• Activity: Only lines containing "AtomicUsize" are wanted from the data below. Copy those lines.

• Supplied data:
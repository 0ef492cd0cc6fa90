//! Shared test doubles for the bridge integration tests
//!
//! - a mock engine written as `extern "C"` functions with the engine's exact
//!   signatures
//! - a mock utility collaborator that allocates its results with `CString`
//! - `FakeHost`, a `ManagedEnv` whose failures can be switched on
//!
//! Model counters belong to the thread that created the model and travel
//! with it, so a model destroyed on another thread still updates them. The
//! other counters are thread-local: tests running in parallel do not see
//! each other. Nothing inside the `extern "C"` functions can panic.

#![allow(dead_code)]

use cactus_bridge::host::{HostError, HostFault, ManagedEnv};
use cactus_bridge::sys::TokenCallbackFn;
use cactus_bridge::{ChatMessage, EngineApi, UtilityApi};
use std::cell::{Cell, RefCell};
use std::ffi::{c_char, c_int, c_void, CStr, CString};
use std::ptr;
use std::sync::atomic::{AtomicUsize, Ordering};
use std::sync::Arc;

/// Engine failure code returned for the prompt "fail"
pub const ENGINE_FAILURE: c_int = -3;

/// Entry point id `FakeHost` hands out and expects back
const FAKE_ENTRY: u32 = 0xC0FFEE;

#[derive(Default)]
struct ModelCounters {
    live: AtomicUsize,
    destroyed: AtomicUsize,
}

thread_local! {
    static MODEL_COUNTERS: Arc<ModelCounters> = Arc::new(ModelCounters::default());
    static LAST_TOKEN_COUNT: Cell<usize> = const { Cell::new(0) };
    static LAST_OPTIONS: RefCell<Option<String>> = const { RefCell::new(None) };
    static LAST_TOOLS: RefCell<Option<String>> = const { RefCell::new(None) };
    static UTIL_ALLOCATED: Cell<usize> = const { Cell::new(0) };
    static UTIL_RELEASED: Cell<usize> = const { Cell::new(0) };
    static UTIL_DATA_DIR: RefCell<Option<String>> = const { RefCell::new(None) };
}

struct MockModel {
    counters: Arc<ModelCounters>,
}

// ============================================================================
// Mock engine
// ============================================================================

/// What the mock engine generates for a conversation: the response document
/// and the tokens streamed while producing it
pub fn expected_generation(messages_json: &str) -> (String, Vec<String>) {
    let messages: Vec<ChatMessage> = serde_json::from_str(messages_json).unwrap_or_default();
    let prompt = messages.last().map(|m| m.content.as_str()).unwrap_or("");
    let reply = format!("Echo: {}", prompt);

    let mut tokens = Vec::new();
    for (i, word) in reply.split(' ').enumerate() {
        tokens.push(if i == 0 {
            word.to_string()
        } else {
            format!(" {}", word)
        });
    }

    let document = serde_json::json!({
        "success": true,
        "response": reply,
        "prefill_tokens": prompt.split_whitespace().count(),
        "decode_tokens": tokens.len(),
        "total_tokens": prompt.split_whitespace().count() + tokens.len(),
    })
    .to_string();

    (document, tokens)
}

unsafe fn optional(text: *const c_char) -> Option<String> {
    (!text.is_null()).then(|| CStr::from_ptr(text).to_string_lossy().into_owned())
}

pub unsafe extern "C" fn mock_init(model_path: *const c_char, context_size: usize) -> *mut c_void {
    let path = CStr::from_ptr(model_path).to_string_lossy();
    if path.contains("missing") {
        return ptr::null_mut();
    }
    if context_size == 0 {
        return ptr::null_mut();
    }
    let counters = MODEL_COUNTERS.with(Arc::clone);
    counters.live.fetch_add(1, Ordering::SeqCst);
    Box::into_raw(Box::new(MockModel { counters })).cast()
}

#[allow(clippy::too_many_arguments)]
pub unsafe extern "C" fn mock_complete(
    model: *mut c_void,
    messages_json: *const c_char,
    response_buffer: *mut c_char,
    buffer_size: usize,
    options_json: *const c_char,
    tools_json: *const c_char,
    callback: Option<TokenCallbackFn>,
    user_data: *mut c_void,
) -> c_int {
    if model.is_null() {
        return ENGINE_FAILURE;
    }

    LAST_OPTIONS.with(|o| *o.borrow_mut() = optional(options_json));
    LAST_TOOLS.with(|t| *t.borrow_mut() = optional(tools_json));

    let messages = CStr::from_ptr(messages_json).to_string_lossy();
    if messages.contains("\"content\":\"fail\"") {
        return ENGINE_FAILURE;
    }

    let (document, tokens) = expected_generation(&messages);
    LAST_TOKEN_COUNT.with(|c| c.set(tokens.len()));

    if let Some(callback) = callback {
        for (i, token) in tokens.iter().enumerate() {
            let Ok(token) = CString::new(token.as_str()) else {
                continue;
            };
            callback(token.as_ptr(), (i + 1) as u32, user_data);
        }
    }

    let bytes = document.as_bytes();
    let n = bytes.len().min(buffer_size);
    ptr::copy_nonoverlapping(bytes.as_ptr(), response_buffer.cast::<u8>(), n);
    if n < buffer_size {
        *response_buffer.add(n) = 0;
    }

    bytes.len() as c_int
}

pub unsafe extern "C" fn mock_destroy(model: *mut c_void) {
    if model.is_null() {
        return;
    }
    let model = Box::from_raw(model.cast::<MockModel>());
    let _ = model
        .counters
        .live
        .fetch_update(Ordering::SeqCst, Ordering::SeqCst, |n| n.checked_sub(1));
    model.counters.destroyed.fetch_add(1, Ordering::SeqCst);
}

pub fn mock_engine() -> EngineApi {
    unsafe { EngineApi::from_raw_parts(mock_init, mock_complete, mock_destroy) }
}

/// Models created on this thread and not yet destroyed, wherever they went
pub fn live_models() -> usize {
    MODEL_COUNTERS.with(|c| c.live.load(Ordering::SeqCst))
}

/// Destroy calls for models created on this thread
pub fn destroy_calls() -> usize {
    MODEL_COUNTERS.with(|c| c.destroyed.load(Ordering::SeqCst))
}

/// Tokens the mock engine produced in the last run on this thread
pub fn last_token_count() -> usize {
    LAST_TOKEN_COUNT.with(Cell::get)
}

pub fn last_options() -> Option<String> {
    LAST_OPTIONS.with(|o| o.borrow().clone())
}

pub fn last_tools() -> Option<String> {
    LAST_TOOLS.with(|t| t.borrow().clone())
}

pub fn user_messages(content: &str) -> String {
    cactus_bridge::payload::messages_json(&[ChatMessage::user(content)]).unwrap()
}

// ============================================================================
// Mock utility collaborator
// ============================================================================

fn allocate(text: String) -> *mut c_char {
    let Ok(text) = CString::new(text) else {
        return ptr::null_mut();
    };
    UTIL_ALLOCATED.with(|c| c.set(c.get() + 1));
    text.into_raw()
}

pub unsafe extern "C" fn mock_register_app(payload: *const c_char) -> *mut c_char {
    if payload.is_null() {
        return ptr::null_mut();
    }
    let payload = CStr::from_ptr(payload).to_string_lossy();
    if payload == "garbage-payload" {
        return ptr::null_mut();
    }
    allocate(format!("registered:{}", payload))
}

pub unsafe extern "C" fn mock_get_device_id() -> *mut c_char {
    allocate("device-0001".to_string())
}

pub unsafe extern "C" fn mock_set_data_directory(path: *const c_char) {
    UTIL_DATA_DIR.with(|d| *d.borrow_mut() = optional(path));
}

pub unsafe extern "C" fn mock_release(text: *mut c_char) {
    if text.is_null() {
        return;
    }
    UTIL_RELEASED.with(|c| c.set(c.get() + 1));
    drop(CString::from_raw(text));
}

pub fn mock_utility() -> UtilityApi {
    unsafe {
        UtilityApi::from_raw_parts(
            mock_register_app,
            mock_get_device_id,
            mock_set_data_directory,
            Some(mock_release),
        )
    }
}

/// A collaborator that exports no release function
pub fn mock_utility_without_release() -> UtilityApi {
    unsafe {
        UtilityApi::from_raw_parts(
            mock_register_app,
            mock_get_device_id,
            mock_set_data_directory,
            None,
        )
    }
}

pub fn util_allocated() -> usize {
    UTIL_ALLOCATED.with(Cell::get)
}

pub fn util_released() -> usize {
    UTIL_RELEASED.with(Cell::get)
}

pub fn util_data_dir() -> Option<String> {
    UTIL_DATA_DIR.with(|d| d.borrow().clone())
}

// ============================================================================
// Fake managed host
// ============================================================================

#[derive(Debug, Clone, PartialEq, Eq)]
pub enum FakeLocal {
    Text(String),
    Id(u32),
}

/// A host that records everything and fails on request
#[derive(Debug, Default)]
pub struct FakeHost {
    pub fail_resolve: bool,
    pub fail_pin: bool,
    pub fault_every_invoke: bool,
    /// Refuse to box this token id
    pub fail_box_for: Option<u32>,

    pub events: Vec<(String, u32)>,
    pub live_locals: usize,
    pub peak_locals: usize,
    pub pinned: usize,
    pub unpinned: usize,
    pub faults_cleared: usize,
    /// Invocations made with an entry point this host never resolved
    pub foreign_entries: usize,
    pending: Option<HostFault>,
}

impl FakeHost {
    pub fn new() -> Self {
        Self::default()
    }

    fn created(&mut self) {
        self.live_locals += 1;
        self.peak_locals = self.peak_locals.max(self.live_locals);
    }
}

impl ManagedEnv for FakeHost {
    type Callable = &'static str;
    type Pinned = String;
    type EntryPoint = u32;
    type Local = FakeLocal;

    fn resolve_entry_point(&mut self, callable: &&'static str) -> Result<u32, HostError> {
        if self.fail_resolve {
            self.pending = Some(HostFault::new("NoSuchMethodError: invoke"));
            return Err(HostError::Unresolvable(format!("{} has no invoke", callable)));
        }
        Ok(FAKE_ENTRY)
    }

    fn pin(&mut self, callable: &&'static str) -> Result<String, HostError> {
        if self.fail_pin {
            return Err(HostError::PinFailed("global reference table full".to_string()));
        }
        self.pinned += 1;
        Ok(callable.to_string())
    }

    fn unpin(&mut self, _pinned: String) {
        self.unpinned += 1;
    }

    fn new_text(&mut self, text: &str) -> Result<FakeLocal, HostError> {
        self.created();
        Ok(FakeLocal::Text(text.to_string()))
    }

    fn box_token_id(&mut self, token_id: u32) -> Result<FakeLocal, HostError> {
        if self.fail_box_for == Some(token_id) {
            self.pending = Some(HostFault::new("OutOfMemoryError"));
            return Err(HostError::Allocation("Integer.valueOf failed".to_string()));
        }
        self.created();
        Ok(FakeLocal::Id(token_id))
    }

    fn invoke(&mut self, _target: &String, entry: u32, text: &FakeLocal, token_id: &FakeLocal) {
        if entry != FAKE_ENTRY {
            self.foreign_entries += 1;
        }
        if let (FakeLocal::Text(text), FakeLocal::Id(id)) = (text, token_id) {
            self.events.push((text.clone(), *id));
        }
        if self.fault_every_invoke {
            self.pending = Some(HostFault::new("IllegalStateException: listener closed"));
        }
    }

    fn take_pending_fault(&mut self) -> Option<HostFault> {
        let fault = self.pending.take();
        if fault.is_some() {
            self.faults_cleared += 1;
        }
        fault
    }

    fn release_local(&mut self, _local: FakeLocal) {
        self.live_locals = self.live_locals.saturating_sub(1);
    }
}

• Task response:
use std::sync::atomic::{AtomicUsize, Ordering};
    live: AtomicUsize,
    destroyed: AtomicUsize,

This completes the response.